LOS ANGELES: A former Los Angeles police officer who has threatened to kill police was being sought in two weekend killings and was a suspect in an overnight shooting that killed one officer and critically wounded another, authorities said, calling him "armed and dangerous."
Christopher Jordan Dorner is wanted in the killings of Monica Quan and her fiancé, Keith Lawrence, who were found shot to death in their car Sunday night, Irvine police Chief David L. Maggard said Wednesday night.
Dorner, 33, implicated himself in the killings with a multi-page "manifesto" that included threats against several people, including members of the Los Angeles Police Department, police said.
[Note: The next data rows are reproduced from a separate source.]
//! Error types for palaver.
//!
//! Every fallible operation in the crate returns [`Result`], whose error side is the
//! [`Error`] enum below.  Transport, protocol, and missing-body failures are kept
//! distinct here even though the chat session collapses them into one user-facing
//! message; callers that want to log or inspect the cause still can.

use std::error;
use std::fmt;
use std::io;
use std::sync::Arc;

/// The main error type for palaver.
#[derive(Clone, Debug)]
pub enum Error {
    /// The chat endpoint answered with a non-success status.
    Api {
        /// HTTP status code.
        status_code: u16,
        /// Response body or a description of the failure.
        message: String,
    },

    /// The request never reached the endpoint.
    Connection {
        /// Human-readable error message.
        message: String,
        /// Underlying cause.
        source: Option<Arc<dyn error::Error + Send + Sync>>,
    },

    /// The request exceeded the client timeout.
    Timeout {
        /// Human-readable error message.
        message: String,
        /// Duration of the timeout in seconds.
        duration: Option<f64>,
    },

    /// HTTP client error.
    HttpClient {
        /// Human-readable error message.
        message: String,
        /// The underlying error.
        source: Option<Arc<dyn error::Error + Send + Sync>>,
    },

    /// The response body failed while it was being read.
    Streaming {
        /// Human-readable error message.
        message: String,
        /// The underlying error.
        source: Option<Arc<dyn error::Error + Send + Sync>>,
    },

    /// The response carried no readable body.
    MissingBody {
        /// Human-readable error message.
        message: String,
    },

    /// Error during JSON serialization or deserialization.
    Serialization {
        /// Human-readable error message.
        message: String,
        /// The underlying error.
        source: Option<Arc<dyn error::Error + Send + Sync>>,
    },

    /// I/O error.
    Io {
        /// Human-readable error message.
        message: String,
        /// The underlying error.
        source: Arc<io::Error>,
    },

    /// A URL parsing or manipulation error.
    Url {
        /// Human-readable error message.
        message: String,
        /// The underlying error.
        source: Option<url::ParseError>,
    },

    /// A value supplied by the caller was rejected.
    Validation {
        /// Human-readable error message.
        message: String,
        /// Parameter that failed validation.
        param: Option<String>,
    },
}

impl Error {
    /// Creates a new API error.
    pub fn api(status_code: u16, message: impl Into<String>) -> Self {
        Error::Api {
            status_code,
            message: message.into(),
        }
    }

    /// Creates a new connection error.
    pub fn connection(
        message: impl Into<String>,
        source: Option<Box<dyn error::Error + Send + Sync>>,
    ) -> Self {
        Error::Connection {
            message: message.into(),
            source: source.map(Arc::from),
        }
    }

    /// Creates a new timeout error.
    pub fn timeout(message: impl Into<String>, duration: Option<f64>) -> Self {
        Error::Timeout {
            message: message.into(),
            duration,
        }
    }

    /// Creates a new HTTP client error.
    pub fn http_client(
        message: impl Into<String>,
        source: Option<Box<dyn error::Error + Send + Sync>>,
    ) -> Self {
        Error::HttpClient {
            message: message.into(),
            source: source.map(Arc::from),
        }
    }

    /// Creates a new streaming error.
    pub fn streaming(
        message: impl Into<String>,
        source: Option<Box<dyn error::Error + Send + Sync>>,
    ) -> Self {
        Error::Streaming {
            message: message.into(),
            source: source.map(Arc::from),
        }
    }

    /// Creates a new missing-body error.
    pub fn missing_body(message: impl Into<String>) -> Self {
        Error::MissingBody {
            message: message.into(),
        }
    }

    /// Creates a new serialization error.
    pub fn serialization(
        message: impl Into<String>,
        source: Option<Box<dyn error::Error + Send + Sync>>,
    ) -> Self {
        Error::Serialization {
            message: message.into(),
            source: source.map(Arc::from),
        }
    }

    /// Creates a new I/O error.
    pub fn io(message: impl Into<String>, source: io::Error) -> Self {
        Error::Io {
            message: message.into(),
            source: Arc::new(source),
        }
    }

    /// Creates a new URL error.
    pub fn url(message: impl Into<String>, source: Option<url::ParseError>) -> Self {
        Error::Url {
            message: message.into(),
            source,
        }
    }

    /// Creates a new validation error.
    pub fn validation(message: impl Into<String>, param: Option<String>) -> Self {
        Error::Validation {
            message: message.into(),
            param,
        }
    }

    /// Returns true if the endpoint answered with a non-success status.
    pub fn is_api(&self) -> bool {
        matches!(self, Error::Api { .. })
    }

    /// Returns true if this error is a connection error.
    pub fn is_connection(&self) -> bool {
        matches!(self, Error::Connection { .. })
    }

    /// Returns true if this error is a timeout.
    pub fn is_timeout(&self) -> bool {
        matches!(self, Error::Timeout { .. })
    }

    /// Returns true if the response had no readable body.
    pub fn is_missing_body(&self) -> bool {
        matches!(self, Error::MissingBody { .. })
    }

    /// Returns true if the body failed mid-read.
    pub fn is_streaming(&self) -> bool {
        matches!(self, Error::Streaming { .. })
    }

    /// Returns true if this error is a validation error.
    pub fn is_validation(&self) -> bool {
        matches!(self, Error::Validation { .. })
    }

    /// Returns the status code associated with this error, if any.
    pub fn status_code(&self) -> Option<u16> {
        match self {
            Error::Api { status_code, .. } => Some(*status_code),
            _ => None,
        }
    }
}

impl fmt::Display for Error {
    fn fmt(&self, f: &mut fmt::Formatter<'_>) -> fmt::Result {
        match self {
            Error::Api {
                status_code,
                message,
            } => {
                if message.is_empty() {
                    write!(f, "HTTP error! status: {status_code}")
                } else {
                    write!(f, "HTTP error! status: {status_code}: {message}")
                }
            }
            Error::Connection { message, .. } => {
                write!(f, "Connection error: {message}")
            }
            Error::Timeout { message, duration } => {
                if let Some(duration) = duration {
                    write!(f, "Timeout error: {message} ({duration} seconds)")
                } else {
                    write!(f, "Timeout error: {message}")
                }
            }
            Error::HttpClient { message, .. } => {
                write!(f, "HTTP client error: {message}")
            }
            Error::Streaming { message, .. } => {
                write!(f, "Streaming error: {message}")
            }
            Error::MissingBody { message } => {
                write!(f, "Missing response body: {message}")
            }
            Error::Serialization { message, .. } => {
                write!(f, "Serialization error: {message}")
            }
            Error::Io { message, .. } => {
                write!(f, "I/O error: {message}")
            }
            Error::Url { message, .. } => {
                write!(f, "URL error: {message}")
            }
            Error::Validation { message, param } => {
                if let Some(param) = param {
                    write!(f, "Validation error: {message} (parameter: {param})")
                } else {
                    write!(f, "Validation error: {message}")
                }
            }
        }
    }
}

impl error::Error for Error {
    fn source(&self) -> Option<&(dyn error::Error + 'static)> {
        match self {
            Error::Connection { source, .. } => source
                .as_ref()
                .map(|e| e.as_ref() as &(dyn error::Error + 'static)),
            Error::HttpClient { source, .. } => source
                .as_ref()
                .map(|e| e.as_ref() as &(dyn error::Error + 'static)),
            Error::Streaming { source, .. } => source
                .as_ref()
                .map(|e| e.as_ref() as &(dyn error::Error + 'static)),
            Error::Serialization { source, .. } => source
                .as_ref()
                .map(|e| e.as_ref() as &(dyn error::Error + 'static)),
            Error::Io { source, .. } => Some(source),
            Error::Url { source, .. } => {
                source.as_ref().map(|e| e as &(dyn error::Error + 'static))
            }
            _ => None,
        }
    }
}

impl From<io::Error> for Error {
    fn from(err: io::Error) -> Self {
        Error::io(err.to_string(), err)
    }
}

impl From<serde_json::Error> for Error {
    fn from(err: serde_json::Error) -> Self {
        Error::serialization(format!("JSON error: {err}"), Some(Box::new(err)))
    }
}

impl From<url::ParseError> for Error {
    fn from(err: url::ParseError) -> Self {
        Error::url(format!("URL parse error: {err}"), Some(err))
    }
}

/// A specialized Result type for palaver operations.
pub type Result<T> = std::result::Result<T, Error>;

#[cfg(test)]
mod tests {
    use super::*;

    #[test]
    fn api_display_matches_status_line() {
        let err = Error::api(500, "");
        assert_eq!(err.to_string(), "HTTP error! status: 500");
        assert_eq!(err.status_code(), Some(500));
        assert!(err.is_api());
    }

    #[test]
    fn predicates_match_variants() {
        assert!(Error::connection("refused", None).is_connection());
        assert!(Error::missing_body("no body").is_missing_body());
        assert!(Error::streaming("reset", None).is_streaming());
        assert!(Error::validation("empty", None).is_validation());
        assert!(!Error::url("bad", None).is_api());
    }

    #[test]
    fn io_error_keeps_source() {
        let err = Error::from(io::Error::new(io::ErrorKind::NotFound, "gone"));
        assert!(error::Error::source(&err).is_some());
    }
}
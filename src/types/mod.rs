// Public modules
pub mod message;
pub mod transcript;

// Re-exports
pub use message::{Message, MessageRole};
pub use transcript::Transcript;
//! Slash command parsing for the chat application.
//!
//! Input starting with `/` controls the client and is never sent to the endpoint.

/// A parsed chat command.
#[derive(Debug, Clone, PartialEq, Eq)]
pub enum ChatCommand {
    /// Clear the conversation history.
    Clear,

    /// Forget the API key and return to the key prompt.
    ClearKey,

    /// Print the conversation so far.
    History,

    /// Display help information.
    Help,

    /// Exit the chat application.
    Quit,

    /// Report a parsing error back to the caller.
    Invalid(String),
}

/// Parses user input for slash commands.
///
/// Returns `None` when the input is an ordinary message.
///
/// ```
/// # use palaver::chat::{ChatCommand, parse_command};
/// assert_eq!(parse_command("/quit"), Some(ChatCommand::Quit));
/// assert!(parse_command("Hello there").is_none());
/// ```
pub fn parse_command(input: &str) -> Option<ChatCommand> {
    let input = input.trim();
    let rest = input.strip_prefix('/')?;

    let mut parts = rest.splitn(2, char::is_whitespace);
    let command = parts.next().unwrap_or_default().to_lowercase();
    let argument = parts.next().map(str::trim).filter(|s| !s.is_empty());

    let result = match command.as_str() {
        "clear" => no_argument(ChatCommand::Clear, "/clear", argument),
        "key" | "logout" => no_argument(ChatCommand::ClearKey, "/key", argument),
        "history" => no_argument(ChatCommand::History, "/history", argument),
        "help" | "?" => ChatCommand::Help,
        "quit" | "exit" | "q" => ChatCommand::Quit,
        "" => ChatCommand::Invalid("Empty command; try /help".to_string()),
        _ => ChatCommand::Invalid(format!("Unknown command: /{}", command)),
    };

    Some(result)
}

fn no_argument(command: ChatCommand, name: &str, argument: Option<&str>) -> ChatCommand {
    match argument {
        None => command,
        Some(_) => ChatCommand::Invalid(format!("{name} takes no arguments")),
    }
}

/// Returns the help text listing available commands.
pub fn help_text() -> &'static str {
    "\
Commands:
  /clear      Clear the conversation history
  /key        Forget the API key and enter a new one
  /history    Show the conversation so far
  /help       Show this help
  /quit       Exit (also /exit, /q)"
}

#[cfg(test)]
mod tests {
    use super::*;

    #[test]
    fn parse_quit_commands() {
        assert_eq!(parse_command("/quit"), Some(ChatCommand::Quit));
        assert_eq!(parse_command("/exit"), Some(ChatCommand::Quit));
        assert_eq!(parse_command("/q"), Some(ChatCommand::Quit));
        assert_eq!(parse_command("  /quit  "), Some(ChatCommand::Quit));
    }

    #[test]
    fn parse_clear() {
        assert_eq!(parse_command("/clear"), Some(ChatCommand::Clear));
        assert_eq!(parse_command("/CLEAR"), Some(ChatCommand::Clear));
        assert_eq!(
            parse_command("/clear everything"),
            Some(ChatCommand::Invalid("/clear takes no arguments".to_string()))
        );
    }

    #[test]
    fn parse_key() {
        assert_eq!(parse_command("/key"), Some(ChatCommand::ClearKey));
        assert_eq!(parse_command("/logout"), Some(ChatCommand::ClearKey));
    }

    #[test]
    fn parse_history_and_help() {
        assert_eq!(parse_command("/history"), Some(ChatCommand::History));
        assert_eq!(parse_command("/help"), Some(ChatCommand::Help));
        assert_eq!(parse_command("/?"), Some(ChatCommand::Help));
    }

    #[test]
    fn plain_messages_are_not_commands() {
        assert_eq!(parse_command("Hello"), None);
        assert_eq!(parse_command("what does a/b mean"), None);
        assert_eq!(parse_command(""), None);
    }

    #[test]
    fn parse_unknown_command() {
        assert_eq!(
            parse_command("/model gpt"),
            Some(ChatCommand::Invalid("Unknown command: /model".to_string()))
        );
        assert_eq!(
            parse_command("/"),
            Some(ChatCommand::Invalid("Empty command; try /help".to_string()))
        );
    }

    #[test]
    fn help_lists_every_command() {
        let help = help_text();
        for name in ["/clear", "/key", "/history", "/help", "/quit"] {
            assert!(help.contains(name), "help is missing {name}");
        }
    }
}
//! Core chat session management.
//!
//! [`ChatState`] is the synchronous reducer: it owns the transcript and the busy flag
//! and knows how a turn moves from submission through streaming to completion or
//! failure.  [`ChatSession`] drives it, pairing each accepted submission with exactly
//! one streaming request and persisting the transcript after every change.

use std::time::Instant;

use futures::StreamExt;
use tracing::{debug, warn};

use crate::client::ChatTransport;
use crate::credential::CredentialGate;
use crate::error::{Error, Result};
use crate::observability::{
    SESSION_TURN_DURATION, SESSION_TURN_ERRORS, SESSION_TURNS, SESSION_TURNS_SKIPPED,
};
use crate::render::Renderer;
use crate::store::{KeyValueStore, TRANSCRIPT_KEY};
use crate::types::{Message, Transcript};

/// Text left in place of the reply when a turn fails for any reason.
pub const ERROR_MESSAGE: &str =
    "Sorry, there was an error processing your request. Please check your API key and try again.";

/// Why a submission was dropped without touching the transcript.
#[derive(Debug, Clone, Copy, PartialEq, Eq)]
pub enum SkipReason {
    /// The input was empty after trimming.
    EmptyInput,
    /// Another turn is still streaming.
    Busy,
    /// No credential is held.
    MissingCredential,
}

/// The result of one call to [`ChatSession::submit`].
#[derive(Debug, Clone)]
pub enum TurnOutcome {
    /// The response streamed to completion.
    Completed,
    /// The request failed; the reply slot holds [`ERROR_MESSAGE`].
    Failed(Error),
    /// Nothing was sent.
    Skipped(SkipReason),
}

impl TurnOutcome {
    /// True if the response streamed to completion.
    pub fn is_completed(&self) -> bool {
        matches!(self, TurnOutcome::Completed)
    }

    /// True if the turn ended in an error.
    pub fn is_failed(&self) -> bool {
        matches!(self, TurnOutcome::Failed(_))
    }

    /// The skip reason, if the submission was dropped.
    pub fn skipped(&self) -> Option<SkipReason> {
        match self {
            TurnOutcome::Skipped(reason) => Some(*reason),
            _ => None,
        }
    }
}

///////////////////////////////////////// ChatState /////////////////////////////////////////

/// Transcript plus in-flight bookkeeping.
///
/// While busy, the transcript ends with the user's message followed by the assistant
/// reply being filled in.  Each fragment replaces that reply with everything received
/// so far.
#[derive(Debug, Clone, Default)]
pub struct ChatState {
    transcript: Transcript,
    busy: bool,
    received: String,
}

impl ChatState {
    /// An idle state over `transcript`.
    pub fn new(transcript: Transcript) -> Self {
        Self {
            transcript,
            busy: false,
            received: String::new(),
        }
    }

    /// Accepts `input` as the next turn and appends it as a user message.
    ///
    /// Returns the trimmed prompt to send.  Empty input and input arriving while a turn
    /// is in flight are refused and leave the state untouched.
    pub fn begin_turn(&mut self, input: &str) -> std::result::Result<String, SkipReason> {
        let prompt = input.trim();
        if prompt.is_empty() {
            return Err(SkipReason::EmptyInput);
        }
        if self.busy {
            return Err(SkipReason::Busy);
        }
        self.busy = true;
        self.received.clear();
        self.transcript.push(Message::user(prompt));
        Ok(prompt.to_string())
    }

    /// Appends the empty assistant message that streamed text will fill.
    pub fn reserve_reply(&mut self) {
        self.transcript.push(Message::placeholder());
    }

    /// Folds `fragment` into the reply.
    ///
    /// Returns false if no turn is in flight or the reply slot is gone.
    pub fn apply_chunk(&mut self, fragment: &str) -> bool {
        if !self.busy {
            return false;
        }
        self.received.push_str(fragment);
        self.transcript
            .replace_last_assistant(self.received.as_str())
    }

    /// Ends the turn successfully.
    pub fn finish_turn(&mut self) {
        self.busy = false;
        self.received.clear();
    }

    /// Ends the turn with [`ERROR_MESSAGE`] in the reply slot.
    pub fn fail_turn(&mut self) {
        self.transcript.replace_last_assistant(ERROR_MESSAGE);
        self.busy = false;
        self.received.clear();
    }

    /// Drops every message.
    pub fn clear(&mut self) {
        self.transcript.clear();
    }

    /// True while a turn is in flight.
    pub fn is_busy(&self) -> bool {
        self.busy
    }

    /// The current transcript.
    pub fn transcript(&self) -> &Transcript {
        &self.transcript
    }
}

//////////////////////////////////////// ChatSession ////////////////////////////////////////

/// A chat session that manages conversation state and API interactions.
pub struct ChatSession<T: ChatTransport, S: KeyValueStore> {
    transport: T,
    store: S,
    gate: CredentialGate,
    state: ChatState,
}

impl<T: ChatTransport, S: KeyValueStore> ChatSession<T, S> {
    /// Creates a session, restoring the credential and transcript from `store`.
    ///
    /// A transcript that cannot be read or parsed is logged and replaced by an empty
    /// one.  Failing to read the credential is an error.
    pub fn open(transport: T, store: S) -> Result<Self> {
        let gate = CredentialGate::load(&store)?;
        let transcript = load_transcript(&store);
        Ok(Self {
            transport,
            store,
            gate,
            state: ChatState::new(transcript),
        })
    }

    /// Sends `input` and streams the reply into the transcript.
    ///
    /// The user message and an empty reply are appended before the request goes out.
    /// Each fragment then replaces the reply with all text received so far.  On any
    /// failure the reply becomes [`ERROR_MESSAGE`]; the error is returned in the
    /// outcome and not retried.
    pub async fn submit(&mut self, input: &str, renderer: &mut dyn Renderer) -> TurnOutcome {
        let Some(credential) = self.gate.get().map(str::to_string) else {
            SESSION_TURNS_SKIPPED.click();
            return TurnOutcome::Skipped(SkipReason::MissingCredential);
        };
        let prompt = match self.state.begin_turn(input) {
            Ok(prompt) => prompt,
            Err(reason) => {
                SESSION_TURNS_SKIPPED.click();
                debug!(?reason, "submission skipped");
                return TurnOutcome::Skipped(reason);
            }
        };
        SESSION_TURNS.click();
        let start = Instant::now();
        self.sync(renderer);
        renderer.start_response();
        self.state.reserve_reply();
        self.sync(renderer);

        let failure = match self.transport.stream_chat(&prompt, &credential).await {
            Ok(mut fragments) => {
                let mut failure = None;
                while let Some(fragment) = fragments.next().await {
                    match fragment {
                        Ok(fragment) => {
                            self.state.apply_chunk(&fragment);
                            self.sync(renderer);
                            renderer.print_text(&fragment);
                        }
                        Err(err) => {
                            failure = Some(err);
                            break;
                        }
                    }
                }
                failure
            }
            Err(err) => Some(err),
        };
        SESSION_TURN_DURATION.add(start.elapsed().as_secs_f64());

        match failure {
            None => {
                self.state.finish_turn();
                renderer.finish_response();
                TurnOutcome::Completed
            }
            Some(err) => {
                SESSION_TURN_ERRORS.click();
                warn!(error = %err, "chat request failed");
                self.state.fail_turn();
                self.sync(renderer);
                renderer.print_error(ERROR_MESSAGE);
                TurnOutcome::Failed(err)
            }
        }
    }

    /// Offers `input` to the credential gate.  Returns whether it was accepted.
    pub fn set_credential(&mut self, input: &str) -> Result<bool> {
        self.gate.submit(&mut self.store, input)
    }

    /// Forgets the credential.  Submissions are refused until a new one is set.
    pub fn clear_credential(&mut self) -> Result<()> {
        self.gate.clear(&mut self.store)
    }

    /// Empties the transcript and removes its persisted form.
    pub fn clear_transcript(&mut self) -> Result<()> {
        self.state.clear();
        self.store.remove(TRANSCRIPT_KEY)
    }

    /// True when a credential is held.
    pub fn has_credential(&self) -> bool {
        self.gate.is_unlocked()
    }

    /// True while a turn is in flight.
    pub fn is_busy(&self) -> bool {
        self.state.is_busy()
    }

    /// The current transcript.
    pub fn transcript(&self) -> &Transcript {
        self.state.transcript()
    }

    /// Returns the number of messages in the conversation.
    pub fn message_count(&self) -> usize {
        self.state.transcript().len()
    }

    /// The backing store.
    pub fn store(&self) -> &S {
        &self.store
    }

    fn sync(&mut self, renderer: &mut dyn Renderer) {
        if let Err(err) = save_transcript(&mut self.store, self.state.transcript()) {
            warn!(error = %err, "failed to persist transcript");
        }
        renderer.transcript_changed(self.state.transcript());
    }
}

/// Reads the persisted transcript, falling back to empty on any problem.
pub fn load_transcript<S: KeyValueStore>(store: &S) -> Transcript {
    let json = match store.get(TRANSCRIPT_KEY) {
        Ok(Some(json)) => json,
        Ok(None) => return Transcript::new(),
        Err(err) => {
            warn!(error = %err, "failed to read saved messages");
            return Transcript::new();
        }
    };
    match Transcript::from_json(&json) {
        Ok(transcript) => transcript,
        Err(err) => {
            warn!(error = %err, "failed to parse saved messages");
            Transcript::new()
        }
    }
}

/// Writes `transcript` to its persisted form.
pub fn save_transcript<S: KeyValueStore>(store: &mut S, transcript: &Transcript) -> Result<()> {
    store.set(TRANSCRIPT_KEY, &transcript.to_json()?)
}
//! Interactive chat application support.
//!
//! This module holds the pieces of the `palaver-chat` REPL that are not part of the
//! session itself:
//!
//! - [`config`]: CLI argument parsing and configuration
//! - [`commands`]: slash command parsing and help text
//! - [`secret`]: masked entry of the API key

mod commands;
mod config;
mod secret;

pub use crate::render::{PlainTextRenderer, Renderer, render_transcript};
pub use commands::{ChatCommand, help_text, parse_command};
pub use config::{BASE_URL_ENV, ChatArgs, ChatConfig};
pub use secret::{SecretMask, mask};
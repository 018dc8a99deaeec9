#![forbid(unsafe_code)]

//! The Propel view-model engine.
//!
//! - [`ReactiveObject`]: a property bag whose writes run through a
//!   `changing` (overridable) / commit / `changed` pipeline, with global and
//!   per-property streams, derived properties and a disposal registry.
//! - [`Property`], [`ObjectType`], [`PropertyId`]: static property identity,
//!   declared once per property as a `static`.
//! - [`PropertyPath`] and [`PathObservable`]: live observation of a chain of
//!   properties across linked objects, any of which may be absent.
//! - [`AsyncCommand`]: an async action with enablement, execution and
//!   output streams.
//!
//! # Example
//!
//! ```ignore
//! use std::rc::Rc;
//! use propel_runtime::{Link, ObjectType, Property, PropertyPath, Reactive, ReactiveObject};
//! use propel_core::Source;
//!
//! static PERSON: ObjectType = ObjectType::new("Person");
//! static NAME: Property<String> = Property::new(&PERSON, "name");
//! static FRIEND: Property<Link<Person>> = Property::link(&PERSON, "friend");
//!
//! struct Person { object: ReactiveObject }
//!
//! impl Reactive for Person {
//!     fn object_type() -> &'static ObjectType { &PERSON }
//!     fn reactive(&self) -> &ReactiveObject { &self.object }
//! }
//!
//! let me = Rc::new(Person { object: ReactiveObject::new(&PERSON) });
//! let friend_name = me.object.observe(&PropertyPath::new(&FRIEND).to(&NAME))?;
//! let _sub = friend_name.subscribe(|name| println!("friend is now {name:?}"));
//! ```

pub mod change;
pub mod command;
pub mod config;
mod derived;
pub mod error;
pub mod object;
pub mod path;
pub mod property;
pub mod store;

pub use change::{AnyChanged, AnyChanging, Changed, Changing, PropertyChanges};
pub use command::{AsyncCommand, CommandBuilder};
pub use config::{CommandConfig, ObjectConfig};
pub use error::{ChainError, ChainResult, ConfigError};
pub use object::{ReactiveObject, WeakObject};
pub use path::{PathBuilder, PathObservable, PropertyChain, PropertyPath};
pub use property::{Link, Linkable, ObjectType, Property, PropertyId, PropertyInfo, PropertyValue, Reactive};
pub use store::{HashStore, LinearStore, PropertyStore, StoreKind};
They gave no further details on the document.
Quan, 28, was an assistant women's basketball coach at a local university. Lawrence, 27, was a public safety officer at the University of Southern California.
Authorities were seeking the public's help in finding Dorner.
"We have strong cause to believe Dorner is armed and dangerous," Maggard said, adding that police and FBI were assisting in the case.
Dorner was with the police department from 2005 until 2008, when he was fired.
According to documents from a court of appeals hearing in October 2011, Dorner was fired after he made a complaint against his field training officer, Sgt. Teresa Evans. Dorner said that in the course of an arrest, Evans kicked suspect Christopher Gettler, a schizophrenic with severe dementia.
Following an investigation, Dorner was fired for making false statements.
Richard Gettler, the schizophrenic man's father, gave testimony that supported Dorner's claim. After his son was returned on July 28, 2007, Richard Gettler asked "if he had been in a fight because his face was puffy" and his son responded that he was kicked twice in the chest by a police officer.